╭─ Material provided
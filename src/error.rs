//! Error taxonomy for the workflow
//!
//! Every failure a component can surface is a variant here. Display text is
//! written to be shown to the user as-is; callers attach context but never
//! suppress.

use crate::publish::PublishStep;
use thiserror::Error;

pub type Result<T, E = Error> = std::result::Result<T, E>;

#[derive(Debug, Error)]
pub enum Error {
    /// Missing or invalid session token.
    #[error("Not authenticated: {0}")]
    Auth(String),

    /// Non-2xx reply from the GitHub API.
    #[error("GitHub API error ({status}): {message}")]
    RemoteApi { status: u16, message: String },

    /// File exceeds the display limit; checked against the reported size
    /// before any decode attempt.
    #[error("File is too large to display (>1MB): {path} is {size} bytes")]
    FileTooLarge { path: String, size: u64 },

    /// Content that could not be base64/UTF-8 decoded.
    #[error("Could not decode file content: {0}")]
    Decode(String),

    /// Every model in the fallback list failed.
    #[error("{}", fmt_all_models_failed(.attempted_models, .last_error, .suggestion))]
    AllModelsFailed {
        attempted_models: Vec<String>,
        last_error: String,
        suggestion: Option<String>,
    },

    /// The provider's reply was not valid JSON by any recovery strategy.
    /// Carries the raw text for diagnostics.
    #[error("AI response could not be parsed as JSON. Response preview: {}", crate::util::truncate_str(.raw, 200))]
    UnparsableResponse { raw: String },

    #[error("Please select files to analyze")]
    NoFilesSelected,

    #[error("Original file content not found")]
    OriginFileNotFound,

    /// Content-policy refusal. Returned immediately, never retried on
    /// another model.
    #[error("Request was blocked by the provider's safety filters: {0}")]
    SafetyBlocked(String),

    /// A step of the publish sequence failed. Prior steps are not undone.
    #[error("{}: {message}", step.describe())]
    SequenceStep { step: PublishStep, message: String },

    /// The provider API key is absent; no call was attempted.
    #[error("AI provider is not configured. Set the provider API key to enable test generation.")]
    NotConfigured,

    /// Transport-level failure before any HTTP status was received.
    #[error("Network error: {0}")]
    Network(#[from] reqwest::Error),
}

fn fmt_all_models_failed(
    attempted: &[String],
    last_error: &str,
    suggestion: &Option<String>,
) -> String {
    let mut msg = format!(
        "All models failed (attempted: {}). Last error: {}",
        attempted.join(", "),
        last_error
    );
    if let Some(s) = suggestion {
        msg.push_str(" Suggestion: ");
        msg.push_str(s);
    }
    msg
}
╰─
╭─ Material provided
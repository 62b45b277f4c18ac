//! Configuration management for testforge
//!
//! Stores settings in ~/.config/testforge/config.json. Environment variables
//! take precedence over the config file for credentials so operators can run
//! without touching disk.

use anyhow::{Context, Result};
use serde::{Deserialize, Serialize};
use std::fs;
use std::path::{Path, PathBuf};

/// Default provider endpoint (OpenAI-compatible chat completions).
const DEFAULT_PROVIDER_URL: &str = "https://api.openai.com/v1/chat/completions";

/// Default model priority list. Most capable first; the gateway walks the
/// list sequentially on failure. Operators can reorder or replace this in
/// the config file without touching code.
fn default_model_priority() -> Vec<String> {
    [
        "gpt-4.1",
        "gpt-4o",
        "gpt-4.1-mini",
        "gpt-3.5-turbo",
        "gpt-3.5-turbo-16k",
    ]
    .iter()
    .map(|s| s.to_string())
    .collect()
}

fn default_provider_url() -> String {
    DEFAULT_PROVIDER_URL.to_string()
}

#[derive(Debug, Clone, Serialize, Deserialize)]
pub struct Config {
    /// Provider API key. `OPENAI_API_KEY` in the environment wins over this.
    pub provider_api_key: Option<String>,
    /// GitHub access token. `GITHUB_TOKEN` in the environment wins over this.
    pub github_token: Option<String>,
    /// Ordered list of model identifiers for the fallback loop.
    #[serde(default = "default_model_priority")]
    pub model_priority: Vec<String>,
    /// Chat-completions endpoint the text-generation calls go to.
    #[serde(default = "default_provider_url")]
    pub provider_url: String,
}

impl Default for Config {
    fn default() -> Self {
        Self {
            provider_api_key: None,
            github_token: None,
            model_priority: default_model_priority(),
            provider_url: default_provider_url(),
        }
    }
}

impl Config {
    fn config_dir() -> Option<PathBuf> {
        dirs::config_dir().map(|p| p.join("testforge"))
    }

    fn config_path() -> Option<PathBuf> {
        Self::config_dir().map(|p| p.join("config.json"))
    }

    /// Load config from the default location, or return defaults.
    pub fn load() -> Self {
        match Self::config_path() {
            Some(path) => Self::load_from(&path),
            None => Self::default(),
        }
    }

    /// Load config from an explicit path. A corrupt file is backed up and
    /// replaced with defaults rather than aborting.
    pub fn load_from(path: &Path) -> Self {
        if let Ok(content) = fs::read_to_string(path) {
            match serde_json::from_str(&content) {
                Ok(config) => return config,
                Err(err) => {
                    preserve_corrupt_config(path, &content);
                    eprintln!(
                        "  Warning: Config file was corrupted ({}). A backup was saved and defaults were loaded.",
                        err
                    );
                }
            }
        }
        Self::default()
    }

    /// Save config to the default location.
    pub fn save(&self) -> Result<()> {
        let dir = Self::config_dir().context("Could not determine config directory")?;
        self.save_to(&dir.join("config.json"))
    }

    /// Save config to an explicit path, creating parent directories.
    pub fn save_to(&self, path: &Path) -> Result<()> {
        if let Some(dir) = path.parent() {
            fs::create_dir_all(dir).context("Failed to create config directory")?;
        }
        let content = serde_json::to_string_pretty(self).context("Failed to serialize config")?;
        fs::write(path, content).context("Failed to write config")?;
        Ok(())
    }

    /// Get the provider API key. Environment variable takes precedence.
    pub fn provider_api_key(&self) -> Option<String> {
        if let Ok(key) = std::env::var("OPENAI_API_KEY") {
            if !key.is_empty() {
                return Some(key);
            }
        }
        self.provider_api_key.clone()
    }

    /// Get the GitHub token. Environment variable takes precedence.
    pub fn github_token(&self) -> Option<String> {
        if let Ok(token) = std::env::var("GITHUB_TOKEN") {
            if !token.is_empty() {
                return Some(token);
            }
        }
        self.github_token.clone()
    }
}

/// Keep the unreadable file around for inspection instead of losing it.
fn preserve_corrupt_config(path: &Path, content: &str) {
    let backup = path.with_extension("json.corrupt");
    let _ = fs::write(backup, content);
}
╰─
╭─ Material provided
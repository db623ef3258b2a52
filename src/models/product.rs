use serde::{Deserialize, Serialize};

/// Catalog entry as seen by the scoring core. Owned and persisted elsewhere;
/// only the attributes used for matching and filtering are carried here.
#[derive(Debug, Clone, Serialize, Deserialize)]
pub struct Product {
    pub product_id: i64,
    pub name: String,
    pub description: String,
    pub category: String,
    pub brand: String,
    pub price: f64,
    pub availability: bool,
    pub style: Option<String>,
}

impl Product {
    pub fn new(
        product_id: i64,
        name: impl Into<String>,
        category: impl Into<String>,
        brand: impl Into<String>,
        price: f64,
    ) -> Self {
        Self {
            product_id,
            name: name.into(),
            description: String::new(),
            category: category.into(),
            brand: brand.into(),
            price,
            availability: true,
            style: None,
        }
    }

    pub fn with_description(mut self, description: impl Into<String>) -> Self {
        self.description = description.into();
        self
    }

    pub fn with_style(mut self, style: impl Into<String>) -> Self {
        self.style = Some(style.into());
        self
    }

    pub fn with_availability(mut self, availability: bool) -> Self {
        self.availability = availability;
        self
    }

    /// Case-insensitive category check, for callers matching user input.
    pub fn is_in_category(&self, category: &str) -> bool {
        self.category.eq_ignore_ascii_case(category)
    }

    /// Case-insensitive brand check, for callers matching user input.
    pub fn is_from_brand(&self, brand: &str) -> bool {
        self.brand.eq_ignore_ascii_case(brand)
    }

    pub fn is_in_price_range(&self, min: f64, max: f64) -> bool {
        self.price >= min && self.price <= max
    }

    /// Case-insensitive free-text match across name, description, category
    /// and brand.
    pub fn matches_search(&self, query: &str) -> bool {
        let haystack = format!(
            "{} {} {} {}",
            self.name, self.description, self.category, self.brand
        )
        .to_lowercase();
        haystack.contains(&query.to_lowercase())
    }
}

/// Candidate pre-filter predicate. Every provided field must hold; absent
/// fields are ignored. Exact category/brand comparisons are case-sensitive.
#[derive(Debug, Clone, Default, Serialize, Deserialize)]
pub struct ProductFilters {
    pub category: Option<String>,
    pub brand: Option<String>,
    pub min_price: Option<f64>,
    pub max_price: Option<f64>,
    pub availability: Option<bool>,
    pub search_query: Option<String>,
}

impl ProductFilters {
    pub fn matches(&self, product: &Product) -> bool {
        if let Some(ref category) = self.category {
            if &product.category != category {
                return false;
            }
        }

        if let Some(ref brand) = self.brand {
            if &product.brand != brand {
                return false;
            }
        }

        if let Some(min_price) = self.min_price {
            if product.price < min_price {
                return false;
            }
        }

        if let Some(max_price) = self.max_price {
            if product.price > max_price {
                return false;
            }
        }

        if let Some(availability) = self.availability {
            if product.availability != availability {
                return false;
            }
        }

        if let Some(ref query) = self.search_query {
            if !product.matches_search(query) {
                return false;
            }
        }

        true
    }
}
╰─
- [What the exercise asks]: Begin at the line that has "filename src/error.rs" in the entries above; stop after the line that has "String, size: u64". Transcribe exactly those lines and no others.

- [Answer for this exercise]:
filename src/error.rs
//! Error taxonomy for the workflow
//!
//! Every failure a component can surface is a variant here. Display text is
//! written to be shown to the user as-is; callers attach context but never
//! suppress.

use crate::publish::PublishStep;
use thiserror::Error;

pub type Result<T, E = Error> = std::result::Result<T, E>;

#[derive(Debug, Error)]
pub enum Error {
    /// Missing or invalid session token.
    #[error("Not authenticated: {0}")]
    Auth(String),

    /// Non-2xx reply from the GitHub API.
    #[error("GitHub API error ({status}): {message}")]
    RemoteApi { status: u16, message: String },

    /// File exceeds the display limit; checked against the reported size
    /// before any decode attempt.
    #[error("File is too large to display (>1MB): {path} is {size} bytes")]
    FileTooLarge { path: String, size: u64 },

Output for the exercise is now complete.